• _EXERCISE_:
Give only the number of lines in these records that contain the word "participants".

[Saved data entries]
»»

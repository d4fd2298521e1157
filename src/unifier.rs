//! Unified work-item assembly.
//!
//! Converts heterogeneous source records (tasks, meetings, content posts)
//! into the flat [`WorkItem`] timeline for a single viewer. The unifier does
//! not sort; ordering belongs to sort/filter consumers. Pure function of its
//! inputs plus the threaded `now` (used only for the unscheduled-post
//! default).

use std::collections::HashMap;

use chrono::{DateTime, Duration, Utc};

use crate::timeutil::parse_datetime;
use crate::types::{ContentPost, Meeting, Member, Task, User, WorkItem, WorkItemKind, WorkItemSource};

/// Meetings always classify under the management department.
pub const MEETING_DEPARTMENT: &str = "Management";
/// Content posts always classify under the creative department.
pub const CONTENT_DEPARTMENT: &str = "Creative";
/// Meeting length when the record carries no duration.
pub const DEFAULT_MEETING_MINUTES: i64 = 60;
/// Fixed display window for a scheduled content post.
const POST_WINDOW_MINUTES: i64 = 60;

/// Id-indexed view over the user directory.
///
/// Lookup misses are a documented contract, not an error: a participant or
/// assignee id with no matching user is silently dropped from `members`.
pub struct UserDirectory<'a> {
    by_id: HashMap<&'a str, &'a User>,
}

impl<'a> UserDirectory<'a> {
    pub fn new(users: &'a [User]) -> Self {
        let mut by_id = HashMap::with_capacity(users.len());
        for user in users {
            by_id.insert(user.id.as_str(), user);
        }
        Self { by_id }
    }

    pub fn resolve(&self, id: &str) -> Option<Member> {
        self.by_id.get(id).map(|user| Member {
            id: user.id.clone(),
            name: user.name.clone(),
            avatar_url: user.avatar_url.clone(),
        })
    }

    /// Resolve a list of ids, dropping any that are missing from the
    /// directory. Resolution preserves input order.
    pub fn resolve_all(&self, ids: &[String]) -> Vec<Member> {
        ids.iter().filter_map(|id| self.resolve(id)).collect()
    }
}

/// Build the viewer's unified timeline from the raw source collections.
///
/// Inclusion per kind:
/// - task: not archived, not completed, viewer among assignees
/// - meeting: scheduled, viewer among participants
/// - content post: viewer is the responsible manager, not yet published
///
/// A post with no publish time defaults its `startTime` to `now`, so
/// unscheduled posts always appear to start at the moment of computation.
pub fn unify_work_items(
    tasks: &[Task],
    meetings: &[Meeting],
    posts: &[ContentPost],
    users: &[User],
    viewer_id: &str,
    now: DateTime<Utc>,
) -> Vec<WorkItem> {
    let directory = UserDirectory::new(users);
    let mut items = Vec::new();

    for task in tasks {
        if task.archived || task.status == "completed" {
            continue;
        }
        if !task.assignee_ids.iter().any(|id| id == viewer_id) {
            continue;
        }

        items.push(WorkItem {
            id: task.id.clone(),
            kind: WorkItemKind::Task,
            title: task.title.clone(),
            start_time: task.start_date.as_deref().and_then(parse_datetime),
            end_time: task.due_date.as_deref().and_then(parse_datetime),
            department: task.department.clone(),
            status: task.status.clone(),
            members: directory.resolve_all(&task.assignee_ids),
            subtype: task.task_type.clone(),
            source: WorkItemSource::Task(task.clone()),
        });
    }

    for meeting in meetings {
        if meeting.status != "scheduled" {
            continue;
        }
        if !meeting.participant_ids.iter().any(|id| id == viewer_id) {
            continue;
        }

        let start = meeting.date.as_deref().and_then(parse_datetime);
        let minutes = meeting.duration_minutes.unwrap_or(DEFAULT_MEETING_MINUTES);
        items.push(WorkItem {
            id: meeting.id.clone(),
            kind: WorkItemKind::Meeting,
            title: meeting.title.clone(),
            start_time: start,
            end_time: start.map(|s| s + Duration::minutes(minutes)),
            department: MEETING_DEPARTMENT.to_string(),
            status: meeting.status.clone(),
            members: directory.resolve_all(&meeting.participant_ids),
            subtype: Some(WorkItemKind::Meeting.as_str().to_string()),
            source: WorkItemSource::Meeting(meeting.clone()),
        });
    }

    for post in posts {
        if post.manager_id.as_deref() != Some(viewer_id) || post.status == "published" {
            continue;
        }

        let start = post
            .publish_at
            .as_deref()
            .and_then(parse_datetime)
            .unwrap_or(now);
        let members = post
            .manager_id
            .as_deref()
            .and_then(|id| directory.resolve(id))
            .into_iter()
            .collect();
        items.push(WorkItem {
            id: post.id.clone(),
            kind: WorkItemKind::ContentPost,
            title: post.title.clone(),
            start_time: Some(start),
            end_time: Some(start + Duration::minutes(POST_WINDOW_MINUTES)),
            department: CONTENT_DEPARTMENT.to_string(),
            status: post.status.clone(),
            members,
            subtype: Some(WorkItemKind::ContentPost.as_str().to_string()),
            source: WorkItemSource::ContentPost(post.clone()),
        });
    }

    items
}

#[cfg(test)]
mod tests {
    use super::*;
    use chrono::TimeZone;

    fn make_user(id: &str, name: &str) -> User {
        User {
            id: id.to_string(),
            name: name.to_string(),
            avatar_url: Some(format!("https://avatars.test/{}.png", id)),
        }
    }

    fn make_task(id: &str, status: &str, assignees: &[&str]) -> Task {
        Task {
            id: id.to_string(),
            title: format!("Task {}", id),
            description: None,
            status: status.to_string(),
            priority: crate::types::Priority::Medium,
            task_type: Some("design".to_string()),
            department: "Design".to_string(),
            assignee_ids: assignees.iter().map(ToString::to_string).collect(),
            start_date: Some("2026-02-10T09:00:00Z".to_string()),
            due_date: Some("2026-02-13T17:00:00Z".to_string()),
            updated_at: None,
            archived: false,
        }
    }

    fn make_meeting(id: &str, status: &str, participants: &[&str]) -> Meeting {
        Meeting {
            id: id.to_string(),
            title: format!("Meeting {}", id),
            date: Some("2026-02-12T15:00:00Z".to_string()),
            duration_minutes: Some(30),
            status: status.to_string(),
            participant_ids: participants.iter().map(ToString::to_string).collect(),
            client_names: Vec::new(),
            location_type: None,
            location: None,
        }
    }

    fn make_post(id: &str, status: &str, manager: Option<&str>) -> ContentPost {
        ContentPost {
            id: id.to_string(),
            title: format!("Post {}", id),
            status: status.to_string(),
            publish_at: Some("2026-02-12T18:00:00Z".to_string()),
            manager_id: manager.map(ToString::to_string),
        }
    }

    fn fixed_now() -> DateTime<Utc> {
        Utc.with_ymd_and_hms(2026, 2, 12, 15, 0, 0).unwrap()
    }

    #[test]
    fn includes_only_viewer_visible_records() {
        let tasks = vec![
            make_task("t1", "pending", &["u1"]),
            make_task("t2", "pending", &["u2"]),
        ];
        let meetings = vec![
            make_meeting("m1", "scheduled", &["u1", "u2"]),
            make_meeting("m2", "scheduled", &["u2"]),
        ];
        let posts = vec![
            make_post("p1", "draft", Some("u1")),
            make_post("p2", "draft", Some("u2")),
        ];
        let users = vec![make_user("u1", "Ana"), make_user("u2", "Ben")];

        let items = unify_work_items(&tasks, &meetings, &posts, &users, "u1", fixed_now());
        let ids: Vec<&str> = items.iter().map(|i| i.id.as_str()).collect();
        assert_eq!(ids, vec!["t1", "m1", "p1"]);
    }

    #[test]
    fn excludes_completed_archived_and_published() {
        let mut archived = make_task("t2", "pending", &["u1"]);
        archived.archived = true;
        let tasks = vec![make_task("t1", "completed", &["u1"]), archived];
        let meetings = vec![make_meeting("m1", "cancelled", &["u1"])];
        let posts = vec![make_post("p1", "published", Some("u1"))];
        let users = vec![make_user("u1", "Ana")];

        let items = unify_work_items(&tasks, &meetings, &posts, &users, "u1", fixed_now());
        assert!(items.is_empty());
    }

    #[test]
    fn unresolved_member_is_dropped_without_dropping_item() {
        let tasks = vec![make_task("t1", "pending", &["u1", "ghost"])];
        let users = vec![make_user("u1", "Ana")];

        let items = unify_work_items(&tasks, &[], &[], &users, "u1", fixed_now());
        assert_eq!(items.len(), 1);
        assert_eq!(items[0].members.len(), 1);
        assert_eq!(items[0].members[0].id, "u1");
    }

    #[test]
    fn meeting_window_spans_its_duration() {
        let meetings = vec![make_meeting("m1", "scheduled", &["u1"])];
        let users = vec![make_user("u1", "Ana")];

        let items = unify_work_items(&[], &meetings, &[], &users, "u1", fixed_now());
        let start = items[0].start_time.unwrap();
        let end = items[0].end_time.unwrap();
        assert_eq!((end - start).num_minutes(), 30);
        assert_eq!(items[0].department, MEETING_DEPARTMENT);
        assert_eq!(items[0].subtype.as_deref(), Some("meeting"));
    }

    #[test]
    fn unscheduled_post_starts_now() {
        let mut post = make_post("p1", "draft", Some("u1"));
        post.publish_at = None;
        let users = vec![make_user("u1", "Ana")];
        let now = fixed_now();

        let items = unify_work_items(&[], &[], &[post], &users, "u1", now);
        assert_eq!(items[0].start_time, Some(now));
        assert_eq!(items[0].end_time, Some(now + Duration::minutes(60)));
        assert_eq!(items[0].department, CONTENT_DEPARTMENT);
    }

    #[test]
    fn unparsable_task_dates_yield_none_not_exclusion() {
        let mut task = make_task("t1", "pending", &["u1"]);
        task.start_date = Some("yesterday-ish".to_string());
        task.due_date = None;
        let users = vec![make_user("u1", "Ana")];

        let items = unify_work_items(&[task], &[], &[], &users, "u1", fixed_now());
        assert_eq!(items.len(), 1);
        assert!(items[0].start_time.is_none());
        assert!(items[0].end_time.is_none());
    }
}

««

• _ANSWER TO THIS EXERCISE_:
3